In Chicago, I switched majors from mathematics to Chinese classical history, for reasons still unclear to me. Before the big switch, I took a class in what was then called Information Science and learned the rudiments of computer programming. Changing majors elevated me from an average student to graduating with honors and a fat fellowship to continue Chinese studies in Chicago.

While in graduate school, I began to read Rex Stout, because my PhD advisor told me I should read and emulate Stout to clarify of my writing style.

Writing this Chicago detective story

Fast forward, fifty years. I have read nearly everything Rex Stout ever wrote, some pieces many times. I deserted from a career as a professor of the Chinese classics and completed an apprenticeship in carpentry. Later, I enrolled in classes that lead to a degree in computer science and a 30 year career in software development, just when the digital revolution stood up and began to kick its legs.

An opportunity for early retirement popped up and I still wanted to write stories, more specifically, I wanted to write mysteries like Rex Stout’s. And I wanted to write a Chicago detective story. I was still an outsider, I had learned to cook so I could stay in the kitchen instead of mingling, learned to seize positions that gave me set roles that did not require much social interaction.

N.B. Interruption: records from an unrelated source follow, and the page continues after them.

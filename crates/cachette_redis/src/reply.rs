// Copyright (c) Microsoft Corporation.
// Licensed under the MIT License.

//! Helpers for building commands and reading server replies.

use std::time::Duration;

use cachette::MIN_TTL;
use redis::RedisError;

/// Characters with a special meaning in `SCAN MATCH` patterns.
const GLOB_SPECIAL: [char; 5] = ['*', '?', '[', ']', '\\'];

/// Escapes `literal` so that it matches itself in a `SCAN MATCH` pattern.
pub(crate) fn escape_glob(literal: &str) -> String {
    let mut escaped = String::with_capacity(literal.len());
    for c in literal.chars() {
        if GLOB_SPECIAL.contains(&c) {
            escaped.push('\\');
        }
        escaped.push(c);
    }
    escaped
}

/// Largest `PX` argument sent to the server.
///
/// Redis refuses an expiry whose absolute deadline overflows a signed 64-bit
/// millisecond clock, so ttls beyond this are stored without expiry instead.
pub(crate) const MAX_PX_MILLIS: u64 = 1 << 62;

/// Converts `ttl` to the millisecond argument of `PX`, never below [`MIN_TTL`].
///
/// Returns `None` when the ttl is beyond [`MAX_PX_MILLIS`]; the entry is then
/// written without an expiry.
pub(crate) fn px_millis(ttl: Duration) -> Option<u64> {
    u64::try_from(ttl.max(MIN_TTL).as_millis())
        .ok()
        .filter(|millis| *millis <= MAX_PX_MILLIS)
}

/// Returns `true` if the server refused a counter update because the stored value is not an integer.
pub(crate) fn is_not_integer(error: &RedisError) -> bool {
    error.code() == Some("WRONGTYPE") || error.to_string().contains("not an integer")
}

So I asked myself: why not try? I still doubted that an outsider with esoteric tastes and training could write a Chicago detective story that would appeal to much of anyone, but I was game, and when I start something, I fight to the bitter end, and that accounts for the last decade of struggle. Not that I’ve won, but I have accomplished something I am proud of.

Publishing

The Chicago detective story will have a new title, which I have not yet chosen, and will be offered for sale here on Vine Maple Farm. I’ve tried to find a traditional publisher, and I that might be possible, but becoming a publisher will be an interesting and instructive project for me and my twin grandsons, who voted for the first time last November. Christopher, the technical brother, is building the sales page. His more literary twin, Matt, is working on marketing. I plan to publish a free chapter or two here, and I intend to write more about why I think it is worth reading.